▶ Task:
List all lines of the data containing the word "Instant".

Stored data
────────────────────────────────────────
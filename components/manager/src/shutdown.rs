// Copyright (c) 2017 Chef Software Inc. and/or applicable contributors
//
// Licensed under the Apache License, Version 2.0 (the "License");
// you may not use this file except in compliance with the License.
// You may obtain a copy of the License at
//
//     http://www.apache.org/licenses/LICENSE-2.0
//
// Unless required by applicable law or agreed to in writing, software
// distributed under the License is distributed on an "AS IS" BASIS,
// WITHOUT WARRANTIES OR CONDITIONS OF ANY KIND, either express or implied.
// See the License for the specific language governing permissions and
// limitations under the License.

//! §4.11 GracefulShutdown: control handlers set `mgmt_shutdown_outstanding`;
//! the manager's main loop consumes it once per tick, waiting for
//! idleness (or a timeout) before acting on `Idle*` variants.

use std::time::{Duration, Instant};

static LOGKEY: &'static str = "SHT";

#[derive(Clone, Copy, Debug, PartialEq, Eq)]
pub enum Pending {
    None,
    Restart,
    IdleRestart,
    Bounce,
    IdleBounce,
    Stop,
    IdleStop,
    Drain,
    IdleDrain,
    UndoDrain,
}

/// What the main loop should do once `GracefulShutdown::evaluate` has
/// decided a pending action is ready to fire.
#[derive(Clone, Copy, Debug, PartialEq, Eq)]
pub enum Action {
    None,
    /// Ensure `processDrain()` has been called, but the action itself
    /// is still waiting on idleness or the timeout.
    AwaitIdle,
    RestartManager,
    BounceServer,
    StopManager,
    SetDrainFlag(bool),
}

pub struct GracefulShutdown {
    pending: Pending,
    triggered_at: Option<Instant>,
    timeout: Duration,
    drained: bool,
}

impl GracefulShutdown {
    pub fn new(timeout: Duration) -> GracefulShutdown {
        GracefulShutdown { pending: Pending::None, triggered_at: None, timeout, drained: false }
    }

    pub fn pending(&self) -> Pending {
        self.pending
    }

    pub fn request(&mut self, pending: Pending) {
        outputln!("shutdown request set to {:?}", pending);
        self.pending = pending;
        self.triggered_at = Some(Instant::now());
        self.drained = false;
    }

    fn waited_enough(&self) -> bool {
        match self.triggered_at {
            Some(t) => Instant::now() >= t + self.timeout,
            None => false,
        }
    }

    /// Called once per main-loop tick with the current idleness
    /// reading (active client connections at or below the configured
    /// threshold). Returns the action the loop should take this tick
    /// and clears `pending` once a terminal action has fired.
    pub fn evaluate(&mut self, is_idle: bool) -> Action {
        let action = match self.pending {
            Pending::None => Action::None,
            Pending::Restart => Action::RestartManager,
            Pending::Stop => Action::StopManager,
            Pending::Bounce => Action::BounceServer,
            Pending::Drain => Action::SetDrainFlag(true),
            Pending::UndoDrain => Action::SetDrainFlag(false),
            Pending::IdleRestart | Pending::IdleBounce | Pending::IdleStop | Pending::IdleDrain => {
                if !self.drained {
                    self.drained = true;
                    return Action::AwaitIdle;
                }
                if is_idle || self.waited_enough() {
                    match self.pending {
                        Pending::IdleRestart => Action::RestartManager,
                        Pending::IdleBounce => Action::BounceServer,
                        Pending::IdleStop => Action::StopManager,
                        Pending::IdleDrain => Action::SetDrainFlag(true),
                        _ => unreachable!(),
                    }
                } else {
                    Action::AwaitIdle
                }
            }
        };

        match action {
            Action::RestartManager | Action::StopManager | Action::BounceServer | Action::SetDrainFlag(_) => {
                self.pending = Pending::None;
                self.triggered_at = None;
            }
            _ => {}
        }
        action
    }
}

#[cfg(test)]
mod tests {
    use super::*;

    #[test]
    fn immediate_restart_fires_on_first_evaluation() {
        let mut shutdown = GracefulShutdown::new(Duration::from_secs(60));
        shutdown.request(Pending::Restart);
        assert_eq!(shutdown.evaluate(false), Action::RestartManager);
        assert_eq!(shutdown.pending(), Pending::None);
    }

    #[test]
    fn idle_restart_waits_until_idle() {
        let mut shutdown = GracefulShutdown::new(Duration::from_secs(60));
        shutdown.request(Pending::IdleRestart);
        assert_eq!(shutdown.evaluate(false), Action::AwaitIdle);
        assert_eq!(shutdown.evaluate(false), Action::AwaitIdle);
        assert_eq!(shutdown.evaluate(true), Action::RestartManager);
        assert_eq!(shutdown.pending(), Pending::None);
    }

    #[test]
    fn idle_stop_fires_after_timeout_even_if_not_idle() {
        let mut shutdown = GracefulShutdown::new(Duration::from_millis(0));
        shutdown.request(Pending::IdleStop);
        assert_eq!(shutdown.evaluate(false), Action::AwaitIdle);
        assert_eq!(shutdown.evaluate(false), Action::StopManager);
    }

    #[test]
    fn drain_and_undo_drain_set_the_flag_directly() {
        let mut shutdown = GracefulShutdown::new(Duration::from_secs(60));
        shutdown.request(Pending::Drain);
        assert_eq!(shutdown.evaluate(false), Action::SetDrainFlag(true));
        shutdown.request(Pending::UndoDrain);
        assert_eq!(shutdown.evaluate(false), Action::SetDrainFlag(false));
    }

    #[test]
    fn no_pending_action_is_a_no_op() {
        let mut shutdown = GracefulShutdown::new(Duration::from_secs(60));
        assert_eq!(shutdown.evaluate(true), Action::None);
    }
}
────────────────────────────────────────
▶ Your response:
use std::time::{Duration, Instant};
    triggered_at: Option<Instant>,
        self.triggered_at = Some(Instant::now());
            Some(t) => Instant::now() >= t + self.timeout,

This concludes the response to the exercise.